# Scaling DeepForest using PyTorch Lightning

## Increase batch size

It is more efficient to run a larger batch size on a single GPU. This is because the overhead of loading data and moving data between the CPU and GPU is relatively large. By running a larger batch size, we can reduce the overhead of these operations.

```
m.config["batch_size"] = 16
```

## Training

DeepForest's create_trainer argument passes any argument to pytorch lightning. This means we can use pytorch lightnings amazing distributed training specifications. There is a large amount of documentation, but we find the most helpful section is

https://lightning.ai/docs/pytorch/stable/accelerators/gpu_intermediate.html

For example on a SLURM cluster, we use the following line to get 5 gpus on a single node.
```python
m.create_trainer(logger=comet_logger, accelerator="gpu", strategy="ddp", num_nodes=1, devices=devices)
```

While we rarely use multi-node GPU's, pytorch lightning has functionality at very large scales. We welcome users to share what configurations worked best.

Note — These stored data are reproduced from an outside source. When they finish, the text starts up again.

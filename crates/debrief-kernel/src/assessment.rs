//! Assessment manager seam and the legacy single-node update.
//!
//! Logs recorded with their assessment definition get an
//! [`AssessmentManager`] that rolls an edit up the node hierarchy. Older
//! logs have none; for those [`apply_evaluator_update`] edits only the
//! targeted node.

use std::collections::BTreeMap;

use debrief_types::{
    AssessmentLevel, EvaluatorUpdateRequest, GradedScoreNode, PerformanceState, PerformanceStateAttribute,
    ScoreNodeUpdate,
};
use serde::{Deserialize, Serialize};

use crate::error::PlaybackResult;

/// Structure of the scenario behind a session, with its latest score.
#[derive(Clone, Debug, Default, PartialEq, Serialize, Deserialize)]
pub struct ScenarioInfo {
    pub name: String,
    #[serde(default, skip_serializing_if = "Option::is_none")]
    pub description: Option<String>,
    /// Task and concept tree as defined by the scenario.
    #[serde(default)]
    pub structure: PerformanceState,
    #[serde(default, skip_serializing_if = "Option::is_none")]
    pub current_score: Option<GradedScoreNode>,
    #[serde(default)]
    pub course_concepts: Vec<String>,
}

/// Assessment logic backed by the session's scenario definition.
pub trait AssessmentManager: Send {
    /// Apply `request` to `state` and roll the change up. Returns every
    /// modified attribute, target node first and topmost ancestor last.
    fn apply_and_roll_up(
        &mut self,
        request: &EvaluatorUpdateRequest,
        state: &PerformanceState,
    ) -> PlaybackResult<Vec<PerformanceStateAttribute>>;

    /// Score the whole session from observer condition assessments, keyed by
    /// concept node id.
    fn score_overall_assessments(
        &mut self,
        conditions: &BTreeMap<i32, Vec<ScoreNodeUpdate>>,
        course_concepts: &[String],
    ) -> PlaybackResult<GradedScoreNode>;

    /// Roll condition assessments up without touching any message.
    fn calculate_roll_up(
        &mut self,
        conditions: &BTreeMap<i32, Vec<ScoreNodeUpdate>>,
    ) -> PlaybackResult<BTreeMap<i32, AssessmentLevel>>;

    fn scenario_info(&self) -> ScenarioInfo;
}

/// Apply an observer edit directly to one attribute.
///
/// Team assessments in the request replace the recorded ones. A new
/// performance level without team members is broadcast to every member
/// already assessed. Comment and media are always overwritten; the other
/// metrics and hold flags only when present. The explanation becomes the
/// observer's reason, or a generated line naming the assessed members.
pub fn apply_evaluator_update(request: &EvaluatorUpdateRequest, attr: &mut PerformanceStateAttribute) {
    let has_team_members = !request.team_org_entities.is_empty();
    if has_team_members {
        attr.assessed_team_org_entities = request
            .team_org_entities
            .iter()
            .map(|(name, level)| (name.clone(), Some(*level)))
            .collect();
    }

    if let Some(level) = request.performance_metric {
        attr.short_term = level;
        attr.short_term_timestamp = request.timestamp;
        if !has_team_members {
            for assessed in attr.assessed_team_org_entities.values_mut() {
                *assessed = Some(level);
            }
        }
    }

    attr.observer_comment = request.reason.clone();
    attr.observer_media = request.media_file.clone();

    if let Some(v) = request.competence_metric {
        attr.competence = v;
    }
    if let Some(v) = request.confidence_metric {
        attr.confidence = v;
    }
    if let Some(v) = request.priority_metric {
        attr.priority = Some(v);
    }
    if let Some(v) = request.trend_metric {
        attr.trend = v;
    }
    if let Some(evaluator) = &request.evaluator {
        attr.evaluator = Some(evaluator.clone());
    }

    if let Some(v) = request.assessment_hold {
        attr.assessment_hold = v;
    }
    if let Some(v) = request.priority_hold {
        attr.priority_hold = v;
    }
    if let Some(v) = request.confidence_hold {
        attr.confidence_hold = v;
    }
    if let Some(v) = request.competence_hold {
        attr.competence_hold = v;
    }
    if let Some(v) = request.trend_hold {
        attr.trend_hold = v;
    }

    attr.performance_assessment_time = Some(request.timestamp);

    let reason = request.reason.as_deref().map(str::trim).filter(|r| !r.is_empty());
    if let Some(reason) = reason {
        attr.assessment_explanation.clear();
        attr.assessment_explanation.insert(reason.to_string());
    } else if has_team_members {
        let names: Vec<&str> = request.team_org_entities.keys().map(String::as_str).collect();
        let verb = if names.len() == 1 { "has" } else { "have" };
        attr.assessment_explanation.clear();
        attr.assessment_explanation
            .insert(format!("[{}] {verb} been assessed.", names.join(", ")));
    }
}

#[cfg(test)]
mod tests {
    use super::*;
    use debrief_types::NodeState;

    fn attr() -> PerformanceStateAttribute {
        let mut attr = PerformanceStateAttribute::new("Hold fire", 3, NodeState::Active);
        attr.assessed_team_org_entities.insert("alpha".into(), Some(AssessmentLevel::AtExpectation));
        attr.assessed_team_org_entities.insert("bravo".into(), Some(AssessmentLevel::Unknown));
        attr.observer_comment = Some("old".into());
        attr.competence = 0.5;
        attr
    }

    #[test]
    fn test_level_broadcast_without_team_members() {
        let mut a = attr();
        let request = EvaluatorUpdateRequest::new("Hold fire", 1_000)
            .with_performance(AssessmentLevel::BelowExpectation)
            .with_evaluator("lead");
        apply_evaluator_update(&request, &mut a);

        assert_eq!(a.short_term, AssessmentLevel::BelowExpectation);
        assert_eq!(a.short_term_timestamp, 1_000);
        assert!(a
            .assessed_team_org_entities
            .values()
            .all(|l| *l == Some(AssessmentLevel::BelowExpectation)));
        assert_eq!(a.evaluator.as_deref(), Some("lead"));
        assert_eq!(a.observer_comment, None);
        assert_eq!(a.competence, 0.5);
        assert_eq!(a.performance_assessment_time, Some(1_000));
        assert!(a.assessment_explanation.is_empty());
    }

    #[test]
    fn test_team_members_replace_and_explain() {
        let mut a = attr();
        let mut request = EvaluatorUpdateRequest::new("Hold fire", 2_000);
        request
            .team_org_entities
            .insert("charlie".into(), AssessmentLevel::AboveExpectation);
        request.assessment_hold = Some(true);
        request.competence_metric = Some(0.9);
        apply_evaluator_update(&request, &mut a);

        assert_eq!(a.assessed_team_org_entities.len(), 1);
        assert!(a.assessment_hold);
        assert_eq!(a.competence, 0.9);
        assert_eq!(
            a.assessment_explanation.iter().next().map(String::as_str),
            Some("[charlie] has been assessed.")
        );
    }

    #[test]
    fn test_reason_wins_explanation() {
        let mut a = attr();
        let mut request = EvaluatorUpdateRequest::new("Hold fire", 3_000).with_reason("fired early");
        request.team_org_entities.insert("alpha".into(), AssessmentLevel::BelowExpectation);
        request.team_org_entities.insert("bravo".into(), AssessmentLevel::BelowExpectation);
        apply_evaluator_update(&request, &mut a);

        assert_eq!(a.observer_comment.as_deref(), Some("fired early"));
        assert_eq!(
            a.assessment_explanation.iter().collect::<Vec<_>>(),
            vec!["fired early"]
        );
    }
}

A few notes that can trip up those less used to multi-gpu training. These are for the default configurations and may vary on a specific system. We use a large University SLURM cluster with 'ddp' distributed data parallel.

1. Batch-sizes are expressed _per_ _gpu_. If you tell DeepForest you want 2 images per batch and request 5 gpus, you are computing 10 images per forward pass across all GPUs. This is crucial for when profiling, make sure to scale any tests by the batch size!

2. Each device gets its own portion of the dataset. This means that they do not interact during forward passes.

3. Make sure to use srun when combining with SLURM! This is an easy one to miss and will cause training to hang without error. Documented here

https://lightning.ai/docs/pytorch/latest/clouds/cluster_advanced.html#troubleshooting.


## Prediction

Often we have a large number of tiles we want to predict. DeepForest uses [PyTorch Lightning](https://lightning.ai/docs/pytorch/stable/) to scale inference. This gives us access to powerful tools for scaling without any changes to user code. DeepForest automatically detects whether you are running on GPU or CPU.

There are three dataset strategies that *balance cpu memory, gpu memory, and gpu utilization* using batch sizes.

```python
prediction_single = m.predict_tile(path=path, patch_size=300, dataloader_strategy="single")
```
The `dataloader_strategy` parameter has three options:

* **single**: Loads the entire image into CPU memory and passes individual windows to GPU.

* **batch**: Loads the entire image into GPU memory and creates views of the image as batches. Requires the entire tile to fit into GPU memory. CPU parallelization is possible for loading images.

* **window**: Loads only the desired window of the image from the raster dataset. Most memory efficient option, but cannot parallelize across windows due to Python's Global Interpreter Lock, workers must be set to 0.

## Data Loading

DeepForest uses PyTorch's DataLoader for efficient data loading. One important parameter for scaling is the number of CPU workers, which controls parallel data loading using multiple CPU processes. This can be set

```
m.config["workers"] = 10
```
0 workers runs without multiprocessing, workers > 1 runs with multiprocessing. Increase this value slowly, as IO constraints can lead to deadlocks among workers.